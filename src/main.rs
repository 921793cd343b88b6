mod config;
mod core;
mod decoder;
mod error;
mod segmentation;
mod shared;
mod utils;

#[cfg(test)]
mod test_support;

use anyhow::{Context, Result};
use clap::Parser;
use std::path::{Path, PathBuf};

use crate::config::{ConfigFile, PipelineConfig};
use crate::core::{run_with_summary, stages, CheckpointStore, TimingRecorder};
use crate::shared::constants;
use crate::utils::{file_utils, logger};

#[derive(Parser)]
#[command(author, version, about = "Resumable video to background-removed frames pipeline", long_about = None)]
struct Cli {
    /// Path to input video file
    #[arg(long = "input_video", required_unless_present = "status")]
    input_video: Option<PathBuf>,
    /// Directory to save outputs
    #[arg(long = "output_dir")]
    output_dir: PathBuf,
    /// Number of frames to extract from one second of video
    #[arg(long = "frames_from_one_sec", default_value_t = 1, allow_negative_numbers = true)]
    frames_from_one_sec: i64,
    /// Mask R-CNN frozen graph (overrides vid2fg.config)
    #[arg(long = "model_weights")]
    model_weights: Option<PathBuf>,
    /// Mask R-CNN graph description (overrides vid2fg.config)
    #[arg(long = "model_config")]
    model_config: Option<PathBuf>,
    /// Minimum person confidence, exclusive
    #[arg(long)]
    confidence: Option<f32>,
    /// Encoding of sampled frames
    #[arg(long = "image_ext", default_value = constants::DEFAULT_FRAME_EXTENSION)]
    image_ext: String,
    /// Append timing records to a CSV file (defaults to <output_dir>/timing_log.csv)
    #[arg(long = "timing_log", num_args = 0..=1)]
    timing_log: Option<Option<PathBuf>>,
    /// Forget all checkpointed progress before running
    #[arg(long)]
    reset: bool,
    /// Print the checkpoint document and exit
    #[arg(long)]
    status: bool,
}

impl Cli {
    fn into_config(self, file: &ConfigFile) -> Result<PipelineConfig> {
        let input_video = self.input_video.context("--input_video is required")?;
        let mut config =
            PipelineConfig::new(input_video, self.output_dir, self.frames_from_one_sec).with_file(file);

        if let Some(weights) = self.model_weights {
            config.model_weights = weights;
        }
        if let Some(graph) = self.model_config {
            config.model_config = graph;
        }
        if let Some(confidence) = self.confidence {
            config.confidence = confidence;
        }
        config.image_ext = self.image_ext;
        config.timing_log = match self.timing_log {
            Some(Some(path)) => Some(path),
            Some(None) => Some(config.default_timing_log()),
            None => None,
        };
        Ok(config)
    }
}

fn print_status(output_dir: &Path) -> Result<()> {
    let store = CheckpointStore::open(output_dir)?;
    if store.state().is_empty() {
        println!("No progress recorded in {}", store.path().display());
        return Ok(());
    }
    for (step, record) in store.state().iter() {
        let status = if record.completed { "completed" } else { "started" };
        println!("{:25} {:10} started {}", step, status, record.started_at);
        if let (Some(at), Some(secs)) = (&record.completed_at, record.elapsed_time_sec) {
            println!("{:25} {:10} finished {} ({:.2}s)", "", "", at, secs);
        }
    }
    Ok(())
}

fn main() -> Result<()> {
    let cli = Cli::parse();

    if cli.status {
        return print_status(&cli.output_dir);
    }

    let reset = cli.reset;
    let file = ConfigFile::load(Path::new(constants::PIPELINE_CONFIG_FILE))?;
    let config = cli.into_config(&file)?;

    // Fail fast on bad input before touching the output directory
    let rate = config.validate()?;

    file_utils::ensure_dir(&config.output_dir)?;
    logger::init(&config.output_dir);
    logger::info(&format!("Configuration: {:?}", config));

    let mut checkpoints = CheckpointStore::open(&config.output_dir)?;
    if reset {
        checkpoints.reset()?;
    }

    let mut timing = match &config.timing_log {
        Some(path) => TimingRecorder::with_log(path),
        None => TimingRecorder::new(),
    };

    let mut pipeline = stages::pipeline_stages(&config, rate);
    let report = run_with_summary(&mut pipeline, &mut checkpoints, &mut timing)?;

    logger::info(&format!(
        "Pipeline finished: {} executed, {} already completed",
        report.executed.len(),
        report.skipped.len()
    ));
    Ok(())
}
- - -
In the listing above, find the line with "config.confidence = confidence;" and the line with "if let (Some(at), Some(secs))", then reproduce both and every line between them exactly.

            config.confidence = confidence;
        }
        config.image_ext = self.image_ext;
        config.timing_log = match self.timing_log {
            Some(Some(path)) => Some(path),
            Some(None) => Some(config.default_timing_log()),
            None => None,
        };
        Ok(config)
    }
}

fn print_status(output_dir: &Path) -> Result<()> {
    let store = CheckpointStore::open(output_dir)?;
    if store.state().is_empty() {
        println!("No progress recorded in {}", store.path().display());
        return Ok(());
    }
    for (step, record) in store.state().iter() {
        let status = if record.completed { "completed" } else { "started" };
        println!("{:25} {:10} started {}", step, status, record.started_at);
        if let (Some(at), Some(secs)) = (&record.completed_at, record.elapsed_time_sec) {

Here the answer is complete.